- _Work order_
Using the listing below, retype exactly the lines starting at the one with "pub fn is_empty(&self)" and ending at the one with "use thiserror::Error;", and include both.
☆ ☆ ☆
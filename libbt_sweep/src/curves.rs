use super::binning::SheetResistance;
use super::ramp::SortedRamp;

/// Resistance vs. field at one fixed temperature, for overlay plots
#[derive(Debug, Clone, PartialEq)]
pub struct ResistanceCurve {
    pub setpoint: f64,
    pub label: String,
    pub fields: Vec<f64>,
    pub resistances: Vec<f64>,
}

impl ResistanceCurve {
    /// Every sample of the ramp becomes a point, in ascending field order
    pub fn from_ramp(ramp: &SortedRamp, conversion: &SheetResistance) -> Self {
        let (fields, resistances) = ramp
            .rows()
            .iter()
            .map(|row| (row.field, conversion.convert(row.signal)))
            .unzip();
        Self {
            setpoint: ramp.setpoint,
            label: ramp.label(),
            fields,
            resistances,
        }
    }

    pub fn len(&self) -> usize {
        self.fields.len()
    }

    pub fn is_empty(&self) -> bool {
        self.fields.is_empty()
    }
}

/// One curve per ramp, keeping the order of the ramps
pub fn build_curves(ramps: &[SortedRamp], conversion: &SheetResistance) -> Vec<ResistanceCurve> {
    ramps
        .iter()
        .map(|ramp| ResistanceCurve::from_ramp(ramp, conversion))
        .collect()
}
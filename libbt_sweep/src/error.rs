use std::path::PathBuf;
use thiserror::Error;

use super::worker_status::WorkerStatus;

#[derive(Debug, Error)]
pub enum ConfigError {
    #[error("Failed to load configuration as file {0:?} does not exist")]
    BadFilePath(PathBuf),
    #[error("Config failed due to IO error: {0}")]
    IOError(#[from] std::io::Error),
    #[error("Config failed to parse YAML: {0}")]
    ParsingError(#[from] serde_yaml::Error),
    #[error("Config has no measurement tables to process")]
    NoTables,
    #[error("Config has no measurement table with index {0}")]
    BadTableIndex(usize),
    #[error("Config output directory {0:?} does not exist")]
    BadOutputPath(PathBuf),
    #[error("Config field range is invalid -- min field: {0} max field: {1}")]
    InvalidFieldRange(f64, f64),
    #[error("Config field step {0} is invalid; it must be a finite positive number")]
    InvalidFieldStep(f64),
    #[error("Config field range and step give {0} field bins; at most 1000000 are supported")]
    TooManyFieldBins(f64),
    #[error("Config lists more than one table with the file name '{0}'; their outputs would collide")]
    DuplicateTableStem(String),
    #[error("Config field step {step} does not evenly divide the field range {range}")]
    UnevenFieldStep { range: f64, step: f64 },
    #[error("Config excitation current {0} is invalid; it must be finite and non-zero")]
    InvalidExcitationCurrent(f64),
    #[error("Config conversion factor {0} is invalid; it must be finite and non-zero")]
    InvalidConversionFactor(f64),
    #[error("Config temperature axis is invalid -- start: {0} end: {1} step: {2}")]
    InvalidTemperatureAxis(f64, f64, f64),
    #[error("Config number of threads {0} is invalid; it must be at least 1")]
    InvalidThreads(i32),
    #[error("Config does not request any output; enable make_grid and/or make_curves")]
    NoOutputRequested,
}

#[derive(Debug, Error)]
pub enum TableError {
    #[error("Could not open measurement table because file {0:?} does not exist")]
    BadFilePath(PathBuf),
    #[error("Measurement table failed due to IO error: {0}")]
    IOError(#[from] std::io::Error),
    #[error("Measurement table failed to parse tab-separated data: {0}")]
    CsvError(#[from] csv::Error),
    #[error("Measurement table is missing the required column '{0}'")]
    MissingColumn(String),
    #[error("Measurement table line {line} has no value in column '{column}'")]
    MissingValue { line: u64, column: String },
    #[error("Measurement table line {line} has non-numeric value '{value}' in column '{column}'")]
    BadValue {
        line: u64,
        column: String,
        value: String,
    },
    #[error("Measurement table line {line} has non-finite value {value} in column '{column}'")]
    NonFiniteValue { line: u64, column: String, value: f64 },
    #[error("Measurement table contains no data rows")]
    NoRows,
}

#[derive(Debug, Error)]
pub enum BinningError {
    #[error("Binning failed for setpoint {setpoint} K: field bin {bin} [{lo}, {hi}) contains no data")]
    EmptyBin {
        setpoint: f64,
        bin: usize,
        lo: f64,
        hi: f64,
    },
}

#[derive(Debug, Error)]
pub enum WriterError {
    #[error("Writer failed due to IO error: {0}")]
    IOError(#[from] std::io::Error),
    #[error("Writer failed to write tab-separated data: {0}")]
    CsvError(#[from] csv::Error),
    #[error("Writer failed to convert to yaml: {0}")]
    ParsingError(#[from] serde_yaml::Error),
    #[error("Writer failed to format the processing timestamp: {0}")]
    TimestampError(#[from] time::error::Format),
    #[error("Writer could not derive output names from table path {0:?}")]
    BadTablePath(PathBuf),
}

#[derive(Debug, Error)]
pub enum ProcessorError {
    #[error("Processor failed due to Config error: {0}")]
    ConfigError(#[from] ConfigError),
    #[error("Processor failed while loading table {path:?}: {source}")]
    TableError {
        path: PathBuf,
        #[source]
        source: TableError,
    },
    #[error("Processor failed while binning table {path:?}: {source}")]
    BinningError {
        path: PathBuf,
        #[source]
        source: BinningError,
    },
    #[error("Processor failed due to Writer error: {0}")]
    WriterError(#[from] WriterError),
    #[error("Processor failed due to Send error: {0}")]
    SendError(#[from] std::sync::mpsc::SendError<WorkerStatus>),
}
☆ ☆ ☆
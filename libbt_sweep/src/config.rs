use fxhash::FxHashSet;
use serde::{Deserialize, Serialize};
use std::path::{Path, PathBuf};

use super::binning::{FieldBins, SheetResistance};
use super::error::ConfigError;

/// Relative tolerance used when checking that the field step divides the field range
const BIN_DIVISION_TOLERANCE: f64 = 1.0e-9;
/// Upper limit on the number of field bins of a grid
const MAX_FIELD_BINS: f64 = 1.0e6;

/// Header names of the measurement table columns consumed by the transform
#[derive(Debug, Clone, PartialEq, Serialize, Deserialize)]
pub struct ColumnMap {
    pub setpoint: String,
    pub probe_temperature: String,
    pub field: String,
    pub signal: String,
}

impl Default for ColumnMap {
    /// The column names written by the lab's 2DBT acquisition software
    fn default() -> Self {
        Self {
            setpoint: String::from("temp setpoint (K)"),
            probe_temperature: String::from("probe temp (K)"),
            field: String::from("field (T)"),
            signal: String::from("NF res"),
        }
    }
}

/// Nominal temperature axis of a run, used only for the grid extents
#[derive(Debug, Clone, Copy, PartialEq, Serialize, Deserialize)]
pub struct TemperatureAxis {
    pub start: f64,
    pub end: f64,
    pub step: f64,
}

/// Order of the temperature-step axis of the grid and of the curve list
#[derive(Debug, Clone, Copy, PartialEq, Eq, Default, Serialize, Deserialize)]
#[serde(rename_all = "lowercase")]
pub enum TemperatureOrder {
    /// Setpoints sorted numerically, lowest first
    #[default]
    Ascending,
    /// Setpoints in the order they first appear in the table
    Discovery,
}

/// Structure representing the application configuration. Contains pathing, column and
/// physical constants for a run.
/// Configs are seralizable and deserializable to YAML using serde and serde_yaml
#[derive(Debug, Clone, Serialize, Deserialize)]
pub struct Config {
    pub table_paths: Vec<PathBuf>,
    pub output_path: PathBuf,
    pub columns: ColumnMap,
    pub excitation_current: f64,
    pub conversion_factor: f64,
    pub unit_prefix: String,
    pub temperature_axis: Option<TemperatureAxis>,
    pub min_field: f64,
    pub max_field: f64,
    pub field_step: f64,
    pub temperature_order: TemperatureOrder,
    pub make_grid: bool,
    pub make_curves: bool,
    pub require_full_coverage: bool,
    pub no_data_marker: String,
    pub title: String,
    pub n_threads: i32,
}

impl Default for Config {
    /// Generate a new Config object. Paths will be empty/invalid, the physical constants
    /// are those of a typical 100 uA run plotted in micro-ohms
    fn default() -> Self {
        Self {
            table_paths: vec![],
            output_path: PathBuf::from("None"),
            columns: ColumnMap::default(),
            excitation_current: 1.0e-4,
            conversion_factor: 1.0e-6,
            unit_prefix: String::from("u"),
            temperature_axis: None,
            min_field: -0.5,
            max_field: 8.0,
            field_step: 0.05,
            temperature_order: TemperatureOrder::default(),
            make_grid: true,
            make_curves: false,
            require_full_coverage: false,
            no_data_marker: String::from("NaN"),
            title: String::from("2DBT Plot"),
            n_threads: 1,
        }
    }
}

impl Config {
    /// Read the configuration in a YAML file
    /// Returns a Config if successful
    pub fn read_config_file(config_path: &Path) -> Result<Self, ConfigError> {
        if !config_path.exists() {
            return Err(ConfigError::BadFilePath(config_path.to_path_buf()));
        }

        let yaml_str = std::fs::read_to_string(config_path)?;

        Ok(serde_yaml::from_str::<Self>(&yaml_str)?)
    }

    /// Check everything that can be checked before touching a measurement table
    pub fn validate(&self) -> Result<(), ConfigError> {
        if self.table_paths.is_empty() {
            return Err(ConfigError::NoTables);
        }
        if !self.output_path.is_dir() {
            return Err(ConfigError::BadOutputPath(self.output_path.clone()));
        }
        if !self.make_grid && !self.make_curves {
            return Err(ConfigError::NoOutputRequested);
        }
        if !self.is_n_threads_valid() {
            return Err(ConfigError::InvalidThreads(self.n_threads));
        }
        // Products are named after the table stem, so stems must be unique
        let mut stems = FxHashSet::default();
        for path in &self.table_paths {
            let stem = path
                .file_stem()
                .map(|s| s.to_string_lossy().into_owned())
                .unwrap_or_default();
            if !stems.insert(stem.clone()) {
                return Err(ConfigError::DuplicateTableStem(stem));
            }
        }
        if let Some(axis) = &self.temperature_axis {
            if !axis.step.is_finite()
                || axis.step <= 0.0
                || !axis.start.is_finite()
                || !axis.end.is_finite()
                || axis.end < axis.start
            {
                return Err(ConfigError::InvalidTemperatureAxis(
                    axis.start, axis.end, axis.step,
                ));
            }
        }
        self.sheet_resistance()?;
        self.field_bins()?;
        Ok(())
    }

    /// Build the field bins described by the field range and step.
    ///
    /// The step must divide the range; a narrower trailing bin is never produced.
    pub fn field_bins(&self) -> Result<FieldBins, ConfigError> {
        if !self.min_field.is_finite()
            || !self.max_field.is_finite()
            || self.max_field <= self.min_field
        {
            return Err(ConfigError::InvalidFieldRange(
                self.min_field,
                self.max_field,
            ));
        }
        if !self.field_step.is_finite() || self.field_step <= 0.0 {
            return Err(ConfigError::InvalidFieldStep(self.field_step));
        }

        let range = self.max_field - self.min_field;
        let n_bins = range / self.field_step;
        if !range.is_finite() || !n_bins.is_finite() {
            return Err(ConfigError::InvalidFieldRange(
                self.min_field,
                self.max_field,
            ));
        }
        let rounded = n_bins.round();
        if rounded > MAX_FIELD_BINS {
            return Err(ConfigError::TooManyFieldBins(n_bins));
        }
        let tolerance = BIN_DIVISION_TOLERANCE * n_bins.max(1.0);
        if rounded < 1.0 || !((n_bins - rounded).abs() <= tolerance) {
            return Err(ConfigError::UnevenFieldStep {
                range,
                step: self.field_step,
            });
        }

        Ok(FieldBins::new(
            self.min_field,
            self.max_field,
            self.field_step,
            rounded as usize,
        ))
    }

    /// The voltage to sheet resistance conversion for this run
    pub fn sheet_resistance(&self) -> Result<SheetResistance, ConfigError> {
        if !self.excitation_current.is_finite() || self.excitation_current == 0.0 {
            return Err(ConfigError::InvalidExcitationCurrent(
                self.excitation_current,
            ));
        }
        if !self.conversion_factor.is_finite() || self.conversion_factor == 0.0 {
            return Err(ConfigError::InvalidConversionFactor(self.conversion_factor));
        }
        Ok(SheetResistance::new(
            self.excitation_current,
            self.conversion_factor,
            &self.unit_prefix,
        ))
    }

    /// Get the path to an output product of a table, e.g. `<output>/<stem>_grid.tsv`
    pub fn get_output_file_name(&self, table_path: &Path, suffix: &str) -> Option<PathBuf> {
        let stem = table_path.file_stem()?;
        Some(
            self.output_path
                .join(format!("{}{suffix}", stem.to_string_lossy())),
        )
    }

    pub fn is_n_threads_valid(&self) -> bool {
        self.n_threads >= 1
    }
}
☆ ☆ ☆
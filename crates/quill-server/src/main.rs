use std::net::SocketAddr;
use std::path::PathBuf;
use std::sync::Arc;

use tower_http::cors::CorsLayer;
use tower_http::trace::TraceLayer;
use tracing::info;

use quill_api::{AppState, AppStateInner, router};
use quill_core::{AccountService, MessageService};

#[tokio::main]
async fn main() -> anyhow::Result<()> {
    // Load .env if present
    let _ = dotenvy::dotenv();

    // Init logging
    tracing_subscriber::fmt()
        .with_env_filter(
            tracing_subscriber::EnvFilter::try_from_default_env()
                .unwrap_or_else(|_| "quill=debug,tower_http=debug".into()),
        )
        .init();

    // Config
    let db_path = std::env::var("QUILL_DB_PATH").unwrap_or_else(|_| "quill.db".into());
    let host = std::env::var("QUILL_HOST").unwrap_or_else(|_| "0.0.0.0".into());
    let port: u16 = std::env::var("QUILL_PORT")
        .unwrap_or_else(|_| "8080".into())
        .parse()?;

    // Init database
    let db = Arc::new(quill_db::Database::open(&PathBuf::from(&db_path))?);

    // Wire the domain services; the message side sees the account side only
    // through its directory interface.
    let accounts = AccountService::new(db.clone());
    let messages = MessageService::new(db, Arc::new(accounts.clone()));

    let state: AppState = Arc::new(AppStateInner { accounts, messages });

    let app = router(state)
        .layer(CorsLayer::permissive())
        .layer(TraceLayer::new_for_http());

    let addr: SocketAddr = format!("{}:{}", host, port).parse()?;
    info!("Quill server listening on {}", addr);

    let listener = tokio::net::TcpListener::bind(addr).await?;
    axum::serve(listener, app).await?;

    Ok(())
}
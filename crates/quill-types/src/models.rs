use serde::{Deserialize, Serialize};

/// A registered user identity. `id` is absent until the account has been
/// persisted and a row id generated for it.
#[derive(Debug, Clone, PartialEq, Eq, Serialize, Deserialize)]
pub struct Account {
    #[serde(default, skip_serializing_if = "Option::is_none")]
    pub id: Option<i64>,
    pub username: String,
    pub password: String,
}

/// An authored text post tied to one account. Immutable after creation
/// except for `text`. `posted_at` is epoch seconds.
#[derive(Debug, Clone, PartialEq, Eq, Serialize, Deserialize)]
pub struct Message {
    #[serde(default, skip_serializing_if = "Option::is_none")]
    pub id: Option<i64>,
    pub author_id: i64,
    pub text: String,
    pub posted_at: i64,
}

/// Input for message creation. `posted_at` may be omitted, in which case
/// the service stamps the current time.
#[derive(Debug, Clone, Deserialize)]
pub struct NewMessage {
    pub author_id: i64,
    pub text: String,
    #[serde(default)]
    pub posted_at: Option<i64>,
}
☆ ☆ ☆
- _Exercise answer_
    pub fn is_empty(&self) -> bool {
        self.fields.is_empty()
    }
}

/// One curve per ramp, keeping the order of the ramps
pub fn build_curves(ramps: &[SortedRamp], conversion: &SheetResistance) -> Vec<ResistanceCurve> {
    ramps
        .iter()
        .map(|ramp| ResistanceCurve::from_ramp(ramp, conversion))
        .collect()
}
filename libbt_sweep/src/error.rs
use std::path::PathBuf;
use thiserror::Error;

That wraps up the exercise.